Copy each line of the records below, from the first through the one that contains "Shortest move sequence", exactly as written.

Exercise material:
+ + + + +

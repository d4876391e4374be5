use crate::error::MoveRejection;
use crate::roster::PegId;
use crate::session::GameSession;
use crate::state::ReleaseOutcome;

#[derive(Debug, Clone, Copy, PartialEq, Eq)]
pub struct PlannedMove {
    pub from: PegId,
    pub to: PegId,
}

/// Shortest move sequence taking `rings` rings from `from` to `to`.
pub fn plan(rings: usize, from: PegId, via: PegId, to: PegId) -> Vec<PlannedMove> {
    let mut moves = Vec::new();
    plan_into(rings, from, via, to, &mut moves);
    moves
}

fn plan_into(rings: usize, from: PegId, via: PegId, to: PegId, out: &mut Vec<PlannedMove>) {
    if rings == 0 {
        return;
    }
    plan_into(rings - 1, from, to, via, out);
    out.push(PlannedMove { from, to });
    plan_into(rings - 1, via, from, to, out);
}

/// Plan for a freshly started session: start peg to goal peg through the
/// second peg.
pub fn plan_for(session: &GameSession) -> Vec<PlannedMove> {
    let pegs = session.pegs();
    if pegs.len() < 3 {
        return Vec::new();
    }
    plan(session.rings().len(), PegId(0), PegId(1), PegId(pegs.len() - 1))
}

/// Grabs the top ring of `from` and releases it over `to`, the way a hand
/// would.
pub fn perform_move(
    session: &mut GameSession,
    from: PegId,
    to: PegId,
) -> Result<ReleaseOutcome, MoveRejection> {
    let ring = session
        .arrangement(from)
        .and_then(|arrangement| arrangement.top())
        .ok_or(MoveRejection::ClassificationMiss)?;
    let target = session
        .pegs()
        .get(to.index())
        .map(|peg| peg.position)
        .ok_or(MoveRejection::ClassificationMiss)?;
    let grab = session.on_grab_attempt(ring);
    let release = session.on_release_attempt(ring, target.with_height(target.height() + 1.0));
    if let Some(reason) = grab.rejection {
        return Err(reason);
    }
    match release.rejection {
        Some(reason) => Err(reason),
        None => Ok(release),
    }
}

#[cfg(test)]
mod tests {
    use super::*;

    #[test]
    fn plan_length_is_minimal() {
        for rings in 0..8 {
            let moves = plan(rings, PegId(0), PegId(1), PegId(2));
            assert_eq!(moves.len(), (1usize << rings) - 1);
        }
    }

    #[test]
    fn three_ring_plan_matches_classic_sequence() {
        let moves: Vec<(usize, usize)> = plan(3, PegId(0), PegId(1), PegId(2))
            .into_iter()
            .map(|m| (m.from.index(), m.to.index()))
            .collect();
        assert_eq!(moves, vec![(0, 2), (0, 1), (2, 1), (0, 2), (1, 0), (1, 2), (0, 2)]);
    }
}
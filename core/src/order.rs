use std::fmt;

use crate::classify::SpatialClassifier;
use crate::roster::{PegId, Ring, RingId, Roster};

/// Rings on one peg, bottom first.
#[derive(Debug, Clone, PartialEq, Eq)]
pub struct Arrangement {
    pub peg: PegId,
    pub rings: Vec<RingId>,
    pub names: Vec<String>,
}

impl Arrangement {
    fn from_rings(peg: PegId, rings: &[&Ring]) -> Self {
        Self {
            peg,
            rings: rings.iter().map(|ring| ring.id).collect(),
            names: rings.iter().map(|ring| ring.name.clone()).collect(),
        }
    }

    pub fn len(&self) -> usize {
        self.rings.len()
    }

    pub fn is_empty(&self) -> bool {
        self.rings.is_empty()
    }

    pub fn top(&self) -> Option<RingId> {
        self.rings.last().copied()
    }
}

impl fmt::Display for Arrangement {
    fn fmt(&self, f: &mut fmt::Formatter<'_>) -> fmt::Result {
        write!(f, "Bottom → Top: {}", self.names.join(", "))
    }
}

#[derive(Debug, Clone, Copy, PartialEq)]
pub struct StackOrderValidator {
    classifier: SpatialClassifier,
}

impl StackOrderValidator {
    pub fn new(classifier: SpatialClassifier) -> Self {
        Self { classifier }
    }

    fn rings_on<'a>(&self, peg: PegId, roster: &'a Roster) -> Vec<&'a Ring> {
        roster
            .rings()
            .iter()
            .filter(|ring| self.classifier.classify_ring(ring, roster.pegs()) == Some(peg))
            .collect()
    }

    /// Actual stack by height. Equal heights keep roster order.
    pub fn arrangement(&self, peg: PegId, roster: &Roster) -> Arrangement {
        let mut rings = self.rings_on(peg, roster);
        rings.sort_by(|a, b| a.position.height().total_cmp(&b.position.height()));
        Arrangement::from_rings(peg, &rings)
    }

    /// Stack the same rings would form if sorted largest first.
    pub fn expected_arrangement(&self, peg: PegId, roster: &Roster) -> Arrangement {
        let mut rings = self.rings_on(peg, roster);
        rings.sort_by(|a, b| b.size.total_cmp(&a.size));
        Arrangement::from_rings(peg, &rings)
    }

    pub fn is_order_correct(&self, peg: PegId, roster: &Roster) -> bool {
        let actual = self.arrangement(peg, roster);
        if actual.len() < 2 {
            return true;
        }
        actual.rings == self.expected_arrangement(peg, roster).rings
    }

    pub fn ordered_arrangement(&self, peg: PegId, roster: &Roster) -> Option<Arrangement> {
        let actual = self.arrangement(peg, roster);
        if actual.len() < 2 || actual.rings == self.expected_arrangement(peg, roster).rings {
            Some(actual)
        } else {
            None
        }
    }

    /// Highest ring on `peg`, skipping `excluding` (the ring being moved).
    pub fn top_ring(&self, peg: PegId, roster: &Roster, excluding: Option<RingId>) -> Option<RingId> {
        self.arrangement(peg, roster)
            .rings
            .into_iter()
            .rev()
            .find(|id| Some(*id) != excluding)
    }
}
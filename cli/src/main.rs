use std::path::{Path, PathBuf};

use clap::{Parser, Subcommand};
use donut_tower_core::solver::{perform_move, plan_for};
use donut_tower_core::{GameSession, PegId, PegSpec, PuzzleRules, RingSpec};
use tracing_subscriber::EnvFilter;

const RING_SIZE_LARGEST: f32 = 1.0;
const RING_SIZE_STEP: f32 = 0.1;
const RING_THICKNESS: f32 = 0.1;
const PEG_SPACING: f32 = 1.0;
const RINGS_MAX: usize = 10;

#[derive(Parser)]
#[command(name = "donut-tower-cli", version, about = "Headless driver for the donut tower puzzle")]
struct Cli {
    /// JSON file with puzzle rules (axis, tolerance, snap radius, ...)
    #[arg(long, global = true, env = "DONUT_TOWER_RULES")]
    rules: Option<PathBuf>,
    #[arg(short, long, global = true)]
    verbose: bool,
    #[command(subcommand)]
    command: Commands,
}

#[derive(Subcommand)]
enum Commands {
    /// Play the shortest solution through a session.
    Solve {
        #[arg(long, default_value_t = 3)]
        rings: usize,
        #[arg(long, default_value_t = 3)]
        pegs: usize,
    },
    /// Replay scripted moves, e.g. `--moves 0-2,0-1,2-1`.
    Play {
        #[arg(long, default_value_t = 3)]
        rings: usize,
        #[arg(long, default_value_t = 3)]
        pegs: usize,
        #[arg(long)]
        moves: String,
    },
}

fn main() -> Result<(), Box<dyn std::error::Error>> {
    let cli = Cli::parse();
    init_tracing(cli.verbose);

    let rules = match cli.rules.as_deref() {
        Some(path) => load_rules(path)?,
        None => PuzzleRules::default(),
    };

    match cli.command {
        Commands::Solve { rings, pegs } => {
            let mut session = start(rules, rings, pegs)?;
            let plan = plan_for(&session);
            if plan.is_empty() {
                return Err("solver needs at least 3 pegs".into());
            }
            for (step, planned) in plan.iter().enumerate() {
                perform_move(&mut session, planned.from, planned.to).map_err(|reason| {
                    format!("step {}: {} -> {} rejected: {reason}", step + 1, planned.from, planned.to)
                })?;
                println!("{:>4}: {} -> {}", step + 1, planned.from.index(), planned.to.index());
            }
            print_summary(&session);
        }
        Commands::Play { rings, pegs, moves } => {
            let mut session = start(rules, rings, pegs)?;
            for (step, (from, to)) in parse_moves(&moves)?.into_iter().enumerate() {
                match perform_move(&mut session, PegId(from), PegId(to)) {
                    Ok(_) => println!("{:>4}: {from} -> {to} ok", step + 1),
                    Err(reason) => println!("{:>4}: {from} -> {to} rejected ({reason})", step + 1),
                }
            }
            print_summary(&session);
        }
    }

    Ok(())
}

fn init_tracing(verbose: bool) {
    let fallback = if verbose { "debug" } else { "warn" };
    let filter = EnvFilter::try_from_default_env().unwrap_or_else(|_| EnvFilter::new(fallback));
    let _ = tracing_subscriber::fmt()
        .with_env_filter(filter)
        .with_writer(std::io::stderr)
        .try_init();
}

fn load_rules(path: &Path) -> Result<PuzzleRules, Box<dyn std::error::Error>> {
    let raw = std::fs::read_to_string(path)?;
    let rules: PuzzleRules = serde_json::from_str(&raw)?;
    tracing::debug!(path = %path.display(), ?rules, "loaded rules");
    Ok(rules.sanitized())
}

fn start(
    rules: PuzzleRules,
    rings: usize,
    pegs: usize,
) -> Result<GameSession, Box<dyn std::error::Error>> {
    if rings > RINGS_MAX {
        return Err(format!("at most {RINGS_MAX} rings").into());
    }
    let mut session = GameSession::new(rules);
    session.start_session(
        RingSpec::graded(rings, RING_SIZE_LARGEST, RING_SIZE_STEP, RING_THICKNESS),
        PegSpec::row(pegs, PEG_SPACING),
    )?;
    tracing::debug!(rules = ?session.rules(), rings, pegs, "session ready");
    Ok(session)
}

fn print_summary(session: &GameSession) {
    for peg in session.pegs() {
        if let Some(arrangement) = session.arrangement(peg.id) {
            println!("{}: {arrangement}", peg.name);
        }
    }
    println!(
        "moves: {} (optimal {}), solved: {}",
        session.moves(),
        session.optimal_move_count(),
        session.is_session_solved()
    );
}

fn parse_moves(raw: &str) -> Result<Vec<(usize, usize)>, Box<dyn std::error::Error>> {
    raw.split(',')
        .map(str::trim)
        .filter(|part| !part.is_empty())
        .map(|part| -> Result<(usize, usize), Box<dyn std::error::Error>> {
            let (from, to) = part
                .split_once('-')
                .ok_or_else(|| format!("move `{part}` must look like `from-to`"))?;
            Ok((from.trim().parse::<usize>()?, to.trim().parse::<usize>()?))
        })
        .collect()
}

#[cfg(test)]
mod tests {
    use super::*;

    #[test]
    fn parse_moves_accepts_spaces_and_trailing_comma() {
        let moves = parse_moves(" 0-2, 0 - 1,2-1,").expect("moves");
        assert_eq!(moves, vec![(0, 2), (0, 1), (2, 1)]);
    }

    #[test]
    fn parse_moves_rejects_garbage() {
        assert!(parse_moves("0to2").is_err());
        assert!(parse_moves("a-1").is_err());
    }

    #[test]
    fn solve_plan_finishes_session() {
        let mut session = start(PuzzleRules::default(), 4, 3).expect("session");
        for planned in plan_for(&session) {
            perform_move(&mut session, planned.from, planned.to).expect("move");
        }
        assert!(session.is_session_solved());
        assert_eq!(u64::from(session.moves()), session.optimal_move_count());
    }

    #[test]
    fn start_rejects_single_peg() {
        assert!(start(PuzzleRules::default(), 3, 1).is_err());
    }
}
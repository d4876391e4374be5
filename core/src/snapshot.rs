use crate::geometry::Vec3;
use crate::roster::{PegId, RingId};

/// Positions of every ring, indexed by `RingId`.
#[derive(Debug, Clone, PartialEq)]
pub struct PositionSnapshot {
    pub positions: Vec<Vec3>,
}

impl PositionSnapshot {
    pub fn position(&self, ring: RingId) -> Option<Vec3> {
        self.positions.get(ring.index()).copied()
    }
}

/// Read-only view of a session for diagnostics and UI.
#[derive(Debug, Clone, PartialEq)]
pub struct SessionSnapshot {
    pub positions: Vec<Vec3>,
    pub assignments: Vec<Option<PegId>>,
    pub held: Vec<RingId>,
    pub moves: u32,
    pub solved: bool,
}
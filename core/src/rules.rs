use serde::{Deserialize, Serialize};

use crate::geometry::Axis;

pub const TOLERANCE_DEFAULT: f32 = 0.4;
pub const TOLERANCE_MIN: f32 = 0.01;
pub const TOLERANCE_MAX: f32 = 10.0;

pub const SNAP_RADIUS_DEFAULT: f32 = 0.5;
pub const SNAP_RADIUS_MIN: f32 = 0.01;
pub const SNAP_RADIUS_MAX: f32 = 10.0;

pub const BASE_OFFSET_DEFAULT: f32 = 0.1;
pub const BASE_OFFSET_MIN: f32 = 0.0;
pub const BASE_OFFSET_MAX: f32 = 1.0;

/// Tunables for classification and stacking.
#[derive(Debug, Clone, Copy, PartialEq, Serialize, Deserialize)]
#[serde(default)]
pub struct PuzzleRules {
    /// Axis along which rings are matched to pegs. `Y` is the stacking
    /// axis and is replaced by the default.
    pub axis: Axis,
    /// Maximum axis distance for a ring to count as on a peg (inclusive).
    pub tolerance: f32,
    /// Maximum ground-plane distance between a release point and a peg base.
    pub snap_radius: f32,
    /// Gap between a peg base and the bottom ring.
    pub base_offset: f32,
    pub allow_duplicate_sizes: bool,
}

impl Default for PuzzleRules {
    fn default() -> Self {
        Self {
            axis: Axis::Z,
            tolerance: TOLERANCE_DEFAULT,
            snap_radius: SNAP_RADIUS_DEFAULT,
            base_offset: BASE_OFFSET_DEFAULT,
            allow_duplicate_sizes: false,
        }
    }
}

impl PuzzleRules {
    pub fn sanitized(self) -> Self {
        Self {
            axis: if self.axis.is_height() {
                Axis::default()
            } else {
                self.axis
            },
            tolerance: clamp_or(self.tolerance, TOLERANCE_MIN, TOLERANCE_MAX, TOLERANCE_DEFAULT),
            snap_radius: clamp_or(
                self.snap_radius,
                SNAP_RADIUS_MIN,
                SNAP_RADIUS_MAX,
                SNAP_RADIUS_DEFAULT,
            ),
            base_offset: clamp_or(
                self.base_offset,
                BASE_OFFSET_MIN,
                BASE_OFFSET_MAX,
                BASE_OFFSET_DEFAULT,
            ),
            allow_duplicate_sizes: self.allow_duplicate_sizes,
        }
    }
}

fn clamp_or(value: f32, min: f32, max: f32, fallback: f32) -> f32 {
    if value.is_nan() {
        fallback
    } else {
        value.clamp(min, max)
    }
}
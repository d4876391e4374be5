use crate::geometry::Axis;
use crate::roster::{PegId, RingId};

#[derive(Debug, Clone, PartialEq, thiserror::Error)]
pub enum SetupError {
    #[error("ring roster is empty")]
    EmptyRoster,
    #[error("need at least 2 pegs to tell start from goal, got {found}")]
    TooFewPegs { found: usize },
    #[error("ring {ring} has invalid size {size}")]
    InvalidRingSize { ring: String, size: f32 },
    #[error("rings {first} and {second} share the same size")]
    DuplicateRingSize { first: String, second: String },
    #[error("peg {peg} has a non-finite position")]
    InvalidPegPosition { peg: String },
    #[error("axis {axis:?} is the stacking axis and cannot classify pegs")]
    HeightAxis { axis: Axis },
    #[error("session already started")]
    AlreadyStarted,
}

/// Why a grab or release was refused. Always recovered by rollback.
#[derive(Debug, Clone, Copy, PartialEq, Eq, thiserror::Error)]
pub enum MoveRejection {
    #[error("unknown ring")]
    UnknownRing,
    #[error("session is not active")]
    SessionInactive,
    #[error("ring is not being held")]
    NotHeld,
    #[error("no peg within tolerance")]
    ClassificationMiss,
    #[error("stack on peg {peg} is out of order")]
    OrderingViolation { peg: PegId },
    #[error("ring is not the top ring, {top} is")]
    NotTopmost { top: RingId },
    #[error("top ring {top} is not larger than the moving ring")]
    TargetTopNotLarger { top: RingId },
}
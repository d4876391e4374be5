use crate::error::MoveRejection;
use crate::geometry::Vec3;
use crate::roster::{PegId, RingId};

/// Input from the interaction layer.
#[derive(Clone, Copy, Debug, PartialEq)]
pub enum SessionAction {
    Grab { ring: RingId },
    Drag { ring: RingId, position: Vec3 },
    Release { ring: RingId, position: Vec3 },
}

/// Outward signals, drained with `GameSession::take_events`.
#[derive(Clone, Debug, PartialEq)]
pub enum SessionEvent {
    Started { rings: usize, pegs: usize },
    Grabbed { ring: RingId },
    MoveRejected { ring: RingId, reason: MoveRejection },
    RingPlaced { ring: RingId, peg: PegId },
    Solved { moves: u32 },
}

#[derive(Clone, Copy, Debug, PartialEq)]
pub enum ActionOutcome {
    Grab(crate::state::GrabOutcome),
    Drag { moved: bool },
    Release(crate::state::ReleaseOutcome),
}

+ + + + +

Output:
repository d4876391e4374be5
use crate::error::MoveRejection;
use crate::roster::PegId;
use crate::session::GameSession;
use crate::state::ReleaseOutcome;

#[derive(Debug, Clone, Copy, PartialEq, Eq)]
pub struct PlannedMove {
    pub from: PegId,
    pub to: PegId,
}

/// Shortest move sequence taking `rings` rings from `from` to `to`.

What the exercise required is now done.